The task: Output all entries verbatim.

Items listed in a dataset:
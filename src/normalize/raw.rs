//! Raw record shapes handed to the normalizers.
//!
//! Each source has its own shape, enumerated explicitly here and never
//! propagated past normalization. Everything optional is `Option` and
//! tolerates `null`, because upstream content is edited by hand (frontmatter)
//! or owned by someone else (the feed).

use chrono::{DateTime, Utc};
use serde::{Deserialize, Deserializer, Serialize};

// ============================================================================
// Local markdown posts
// ============================================================================

/// One markdown file: id (path relative to the content root), body, frontmatter.
#[derive(Debug, Clone, PartialEq, Serialize, Deserialize)]
pub struct RawLocalPost {
    pub id: String,
    #[serde(default)]
    pub body: Option<String>,
    pub data: LocalFrontmatter,
}

#[derive(Debug, Clone, PartialEq, Serialize, Deserialize)]
#[serde(rename_all = "camelCase")]
pub struct LocalFrontmatter {
    #[serde(default)]
    pub title: Option<String>,
    #[serde(default)]
    pub slug: Option<String>,
    #[serde(default)]
    pub brief: Option<String>,
    #[serde(default)]
    pub cover_image: Option<CoverImageField>,
    #[serde(default)]
    pub tags: Option<Vec<TagField>>,
    /// Required: a local post without a date is a content error.
    #[serde(deserialize_with = "crate::dates::deserialize")]
    pub published_at: DateTime<Utc>,
    #[serde(default)]
    pub reading_time: Option<u32>,
}

/// Cover image as written in frontmatter: a bare URL or an image object.
#[derive(Debug, Clone, PartialEq, Serialize, Deserialize)]
#[serde(untagged)]
pub enum CoverImageField {
    Url(String),
    Object {
        #[serde(default)]
        src: Option<String>,
        #[serde(default)]
        alt: Option<String>,
    },
}

/// Tag as written in frontmatter: a bare name or a `{ name, slug }` pair.
#[derive(Debug, Clone, PartialEq, Serialize, Deserialize)]
#[serde(untagged)]
pub enum TagField {
    Name(String),
    Tag {
        name: String,
        #[serde(default)]
        slug: Option<String>,
    },
}

// ============================================================================
// External feed posts
// ============================================================================

/// One feed entry. `id` is the entry's own id (guid), not yet namespaced.
#[derive(Debug, Clone, Default, PartialEq, Serialize, Deserialize)]
pub struct RawFeedPost {
    pub id: String,
    #[serde(default, deserialize_with = "null_as_default")]
    pub data: FeedEntry,
}

fn null_as_default<'de, D, T>(deserializer: D) -> Result<T, D::Error>
where
    D: Deserializer<'de>,
    T: Default + Deserialize<'de>,
{
    Ok(Option::<T>::deserialize(deserializer)?.unwrap_or_default())
}

#[derive(Debug, Clone, Default, PartialEq, Serialize, Deserialize)]
#[serde(default, rename_all = "camelCase")]
pub struct FeedEntry {
    pub title: Option<String>,
    pub url: Option<String>,
    pub description: Option<String>,
    pub content: Option<String>,
    #[serde(deserialize_with = "crate::dates::deserialize_option")]
    pub published_at: Option<DateTime<Utc>>,
    pub media: Option<Vec<FeedMedia>>,
    pub image: Option<FeedImage>,
    pub categories: Option<Vec<FeedCategory>>,
}

#[derive(Debug, Clone, Default, PartialEq, Serialize, Deserialize)]
#[serde(default)]
pub struct FeedMedia {
    pub url: Option<String>,
}

#[derive(Debug, Clone, Default, PartialEq, Serialize, Deserialize)]
#[serde(default)]
pub struct FeedImage {
    pub url: Option<String>,
}

/// A feed category: human `label` plus machine `term`.
#[derive(Debug, Clone, Default, PartialEq, Serialize, Deserialize)]
#[serde(default)]
pub struct FeedCategory {
    pub label: Option<String>,
    pub term: Option<String>,
}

Written solution:
filename src/normalize/raw.rs
//! Raw record shapes handed to the normalizers.
//!
//! Each source has its own shape, enumerated explicitly here and never
//! propagated past normalization. Everything optional is `Option` and
//! tolerates `null`, because upstream content is edited by hand (frontmatter)
//! or owned by someone else (the feed).

use chrono::{DateTime, Utc};
use serde::{Deserialize, Deserializer, Serialize};

// ============================================================================
// Local markdown posts
// ============================================================================

/// One markdown file: id (path relative to the content root), body, frontmatter.
#[derive(Debug, Clone, PartialEq, Serialize, Deserialize)]
pub struct RawLocalPost {
    pub id: String,
    #[serde(default)]
    pub body: Option<String>,
    pub data: LocalFrontmatter,
}

#[derive(Debug, Clone, PartialEq, Serialize, Deserialize)]
#[serde(rename_all = "camelCase")]
pub struct LocalFrontmatter {
    #[serde(default)]
    pub title: Option<String>,
    #[serde(default)]
    pub slug: Option<String>,
    #[serde(default)]
    pub brief: Option<String>,
    #[serde(default)]
    pub cover_image: Option<CoverImageField>,
    #[serde(default)]
    pub tags: Option<Vec<TagField>>,
    /// Required: a local post without a date is a content error.
    #[serde(deserialize_with = "crate::dates::deserialize")]
    pub published_at: DateTime<Utc>,
    #[serde(default)]
    pub reading_time: Option<u32>,
}

/// Cover image as written in frontmatter: a bare URL or an image object.
#[derive(Debug, Clone, PartialEq, Serialize, Deserialize)]
#[serde(untagged)]
pub enum CoverImageField {
    Url(String),
    Object {
        #[serde(default)]
        src: Option<String>,
        #[serde(default)]
        alt: Option<String>,
    },
}

/// Tag as written in frontmatter: a bare name or a `{ name, slug }` pair.
#[derive(Debug, Clone, PartialEq, Serialize, Deserialize)]
#[serde(untagged)]
pub enum TagField {
    Name(String),
    Tag {
        name: String,
        #[serde(default)]
        slug: Option<String>,
    },
}

// ============================================================================
// External feed posts
// ============================================================================

/// One feed entry. `id` is the entry's own id (guid), not yet namespaced.
#[derive(Debug, Clone, Default, PartialEq, Serialize, Deserialize)]
pub struct RawFeedPost {
    pub id: String,
    #[serde(default, deserialize_with = "null_as_default")]
    pub data: FeedEntry,
}

fn null_as_default<'de, D, T>(deserializer: D) -> Result<T, D::Error>
where
    D: Deserializer<'de>,
    T: Default + Deserialize<'de>,
{
    Ok(Option::<T>::deserialize(deserializer)?.unwrap_or_default())
}

#[derive(Debug, Clone, Default, PartialEq, Serialize, Deserialize)]
#[serde(default, rename_all = "camelCase")]
pub struct FeedEntry {
    pub title: Option<String>,
    pub url: Option<String>,
    pub description: Option<String>,
    pub content: Option<String>,
    #[serde(deserialize_with = "crate::dates::deserialize_option")]
    pub published_at: Option<DateTime<Utc>>,
    pub media: Option<Vec<FeedMedia>>,
    pub image: Option<FeedImage>,
    pub categories: Option<Vec<FeedCategory>>,
}

#[derive(Debug, Clone, Default, PartialEq, Serialize, Deserialize)]
#[serde(default)]
pub struct FeedMedia {
    pub url: Option<String>,
}

#[derive(Debug, Clone, Default, PartialEq, Serialize, Deserialize)]
#[serde(default)]
pub struct FeedImage {
    pub url: Option<String>,
}

/// A feed category: human `label` plus machine `term`.
#[derive(Debug, Clone, Default, PartialEq, Serialize, Deserialize)]
#[serde(default)]
pub struct FeedCategory {
    pub label: Option<String>,
    pub term: Option<String>,
}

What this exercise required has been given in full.